EXERCISE: The goal is to restate all of the records below word for word.

DATA TO USE:

● ● ● ●

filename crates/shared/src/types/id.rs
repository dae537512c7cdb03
//! Typed IDs for type-safe entity references.
//!
//! Using typed IDs prevents accidentally passing a `CostCenterId` where a
//! `FiscalPeriodId` is expected.

use serde::{Deserialize, Serialize};
use uuid::Uuid;

/// Macro to generate typed ID wrappers.
macro_rules! typed_id {
    ($name:ident, $doc:expr) => {
        #[doc = $doc]
        #[derive(Debug, Clone, Copy, PartialEq, Eq, Hash, Serialize, Deserialize)]
        #[serde(transparent)]
        pub struct $name(pub Uuid);

        impl $name {
            /// Creates a new random ID using UUID v7 (time-ordered).
            #[must_use]
            pub fn new() -> Self {
                Self(Uuid::now_v7())
            }

            /// Creates an ID from an existing UUID.
            #[must_use]
            pub const fn from_uuid(uuid: Uuid) -> Self {
                Self(uuid)
            }

            /// Returns the inner UUID.
            #[must_use]
            pub const fn into_inner(self) -> Uuid {
                self.0
            }
        }

        impl Default for $name {
            fn default() -> Self {
                Self::new()
            }
        }

        impl std::fmt::Display for $name {
            fn fmt(&self, f: &mut std::fmt::Formatter<'_>) -> std::fmt::Result {
                write!(f, "{}", self.0)
            }
        }

        impl std::str::FromStr for $name {
            type Err = uuid::Error;

            fn from_str(s: &str) -> Result<Self, Self::Err> {
                Ok(Self(Uuid::parse_str(s)?))
            }
        }
    };
}

typed_id!(UserId, "Unique identifier for a user (actor on audit fields).");
typed_id!(FiscalYearId, "Unique identifier for a fiscal year.");
typed_id!(FiscalPeriodId, "Unique identifier for a fiscal period.");
typed_id!(CostCenterId, "Unique identifier for a cost center.");
typed_id!(BillingRateId, "Unique identifier for a billing rate configuration.");
typed_id!(TaxRateId, "Unique identifier for a tax rate.");
typed_id!(CustomerId, "Unique identifier for a customer.");
typed_id!(
    ProductCategoryId,
    "Unique identifier for a product category."
);

#[cfg(test)]
#[path = "id_tests.rs"]
mod tests;
//! Fiscal year and period management.
//!
//! A fiscal year runs July 1 through June 30 and owns exactly 12 monthly
//! periods. Periods close strictly in chronological order and reopen in
//! reverse; the year-closed flag is derived from its periods, never set
//! independently.

pub mod calendar;
pub mod error;
pub mod sequence;
pub mod types;

pub use calendar::{
    fiscal_year_bounds, generate_monthly_periods, validate_year_boundaries, MAX_FISCAL_YEAR,
    MIN_FISCAL_YEAR, PERIODS_PER_YEAR,
};
pub use error::FiscalError;
pub use sequence::{closes_year, validate_close, validate_reopen, year_is_closed, PeriodState};
pub use types::{FiscalPeriod, FiscalYear, PeriodSpec};
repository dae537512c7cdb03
//! Common types used across the application.

pub mod id;
pub mod pagination;

pub use id::*;
pub use pagination::{PageRequest, PageResponse};
//! `SeaORM` Entity for the billing_rates table.

use hesab_shared::types::{BillingRateId, CustomerId, ProductCategoryId};
use sea_orm::entity::prelude::*;
use serde::{Deserialize, Serialize};

use super::sea_orm_active_enums::DbRateType;

#[derive(Clone, Debug, PartialEq, DeriveEntityModel, Eq, Serialize, Deserialize)]
#[sea_orm(table_name = "billing_rates")]
pub struct Model {
    #[sea_orm(primary_key, auto_increment = false)]
    pub id: Uuid,
    pub rate_type: DbRateType,
    pub rate_value: Decimal,
    /// Customer this rate is scoped to; NULL means a default row.
    pub customer_id: Option<Uuid>,
    /// Product category this rate is scoped to; NULL means a default row.
    pub product_category_id: Option<Uuid>,
    pub effective_from: Date,
    pub effective_to: Option<Date>,
    pub is_active: bool,
    pub created_at: DateTimeWithTimeZone,
    pub updated_at: DateTimeWithTimeZone,
}

#[derive(Copy, Clone, Debug, EnumIter, DeriveRelation)]
pub enum Relation {}

impl ActiveModelBehavior for ActiveModel {}

impl From<Model> for hesab_core::billing::BillingRate {
    fn from(model: Model) -> Self {
        Self {
            id: BillingRateId::from_uuid(model.id),
            rate_type: model.rate_type.into(),
            rate_value: model.rate_value,
            customer_id: model.customer_id.map(CustomerId::from_uuid),
            product_category_id: model.product_category_id.map(ProductCategoryId::from_uuid),
            effective_from: model.effective_from,
            effective_to: model.effective_to,
            is_active: model.is_active,
        }
    }
}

● ● ● ●

TASK SOLUTION:
filename crates/shared/src/types/id.rs
repository dae537512c7cdb03
//! Typed IDs for type-safe entity references.
//!
//! Using typed IDs prevents accidentally passing a `CostCenterId` where a
//! `FiscalPeriodId` is expected.

use serde::{Deserialize, Serialize};
use uuid::Uuid;

/// Macro to generate typed ID wrappers.
macro_rules! typed_id {
    ($name:ident, $doc:expr) => {
        #[doc = $doc]
        #[derive(Debug, Clone, Copy, PartialEq, Eq, Hash, Serialize, Deserialize)]
        #[serde(transparent)]
        pub struct $name(pub Uuid);

        impl $name {
            /// Creates a new random ID using UUID v7 (time-ordered).
            #[must_use]
            pub fn new() -> Self {
                Self(Uuid::now_v7())
            }

            /// Creates an ID from an existing UUID.
            #[must_use]
            pub const fn from_uuid(uuid: Uuid) -> Self {
                Self(uuid)
            }

            /// Returns the inner UUID.
            #[must_use]
            pub const fn into_inner(self) -> Uuid {
                self.0
            }
        }

        impl Default for $name {
            fn default() -> Self {
                Self::new()
            }
        }

        impl std::fmt::Display for $name {
            fn fmt(&self, f: &mut std::fmt::Formatter<'_>) -> std::fmt::Result {
                write!(f, "{}", self.0)
            }
        }

        impl std::str::FromStr for $name {
            type Err = uuid::Error;

            fn from_str(s: &str) -> Result<Self, Self::Err> {
                Ok(Self(Uuid::parse_str(s)?))
            }
        }
    };
}

typed_id!(UserId, "Unique identifier for a user (actor on audit fields).");
typed_id!(FiscalYearId, "Unique identifier for a fiscal year.");
typed_id!(FiscalPeriodId, "Unique identifier for a fiscal period.");
typed_id!(CostCenterId, "Unique identifier for a cost center.");
typed_id!(BillingRateId, "Unique identifier for a billing rate configuration.");
typed_id!(TaxRateId, "Unique identifier for a tax rate.");
typed_id!(CustomerId, "Unique identifier for a customer.");
typed_id!(
    ProductCategoryId,
    "Unique identifier for a product category."
);

#[cfg(test)]
#[path = "id_tests.rs"]
mod tests;
//! Fiscal year and period management.
//!
//! A fiscal year runs July 1 through June 30 and owns exactly 12 monthly
//! periods. Periods close strictly in chronological order and reopen in
//! reverse; the year-closed flag is derived from its periods, never set
//! independently.

pub mod calendar;
pub mod error;
pub mod sequence;
pub mod types;

pub use calendar::{
    fiscal_year_bounds, generate_monthly_periods, validate_year_boundaries, MAX_FISCAL_YEAR,
    MIN_FISCAL_YEAR, PERIODS_PER_YEAR,
};
pub use error::FiscalError;
pub use sequence::{closes_year, validate_close, validate_reopen, year_is_closed, PeriodState};
pub use types::{FiscalPeriod, FiscalYear, PeriodSpec};
repository dae537512c7cdb03
//! Common types used across the application.

pub mod id;
pub mod pagination;

pub use id::*;
pub use pagination::{PageRequest, PageResponse};
//! `SeaORM` Entity for the billing_rates table.

use hesab_shared::types::{BillingRateId, CustomerId, ProductCategoryId};
use sea_orm::entity::prelude::*;
use serde::{Deserialize, Serialize};

use super::sea_orm_active_enums::DbRateType;

#[derive(Clone, Debug, PartialEq, DeriveEntityModel, Eq, Serialize, Deserialize)]
#[sea_orm(table_name = "billing_rates")]
pub struct Model {
    #[sea_orm(primary_key, auto_increment = false)]
    pub id: Uuid,
    pub rate_type: DbRateType,
    pub rate_value: Decimal,
    /// Customer this rate is scoped to; NULL means a default row.
    pub customer_id: Option<Uuid>,
    /// Product category this rate is scoped to; NULL means a default row.
    pub product_category_id: Option<Uuid>,
    pub effective_from: Date,
    pub effective_to: Option<Date>,
    pub is_active: bool,
    pub created_at: DateTimeWithTimeZone,
    pub updated_at: DateTimeWithTimeZone,
}

#[derive(Copy, Clone, Debug, EnumIter, DeriveRelation)]
pub enum Relation {}

impl ActiveModelBehavior for ActiveModel {}

impl From<Model> for hesab_core::billing::BillingRate {
    fn from(model: Model) -> Self {
        Self {
            id: BillingRateId::from_uuid(model.id),
            rate_type: model.rate_type.into(),
            rate_value: model.rate_value,
            customer_id: model.customer_id.map(CustomerId::from_uuid),
            product_category_id: model.product_category_id.map(ProductCategoryId::from_uuid),
            effective_from: model.effective_from,
            effective_to: model.effective_to,
            is_active: model.is_active,
        }
    }
}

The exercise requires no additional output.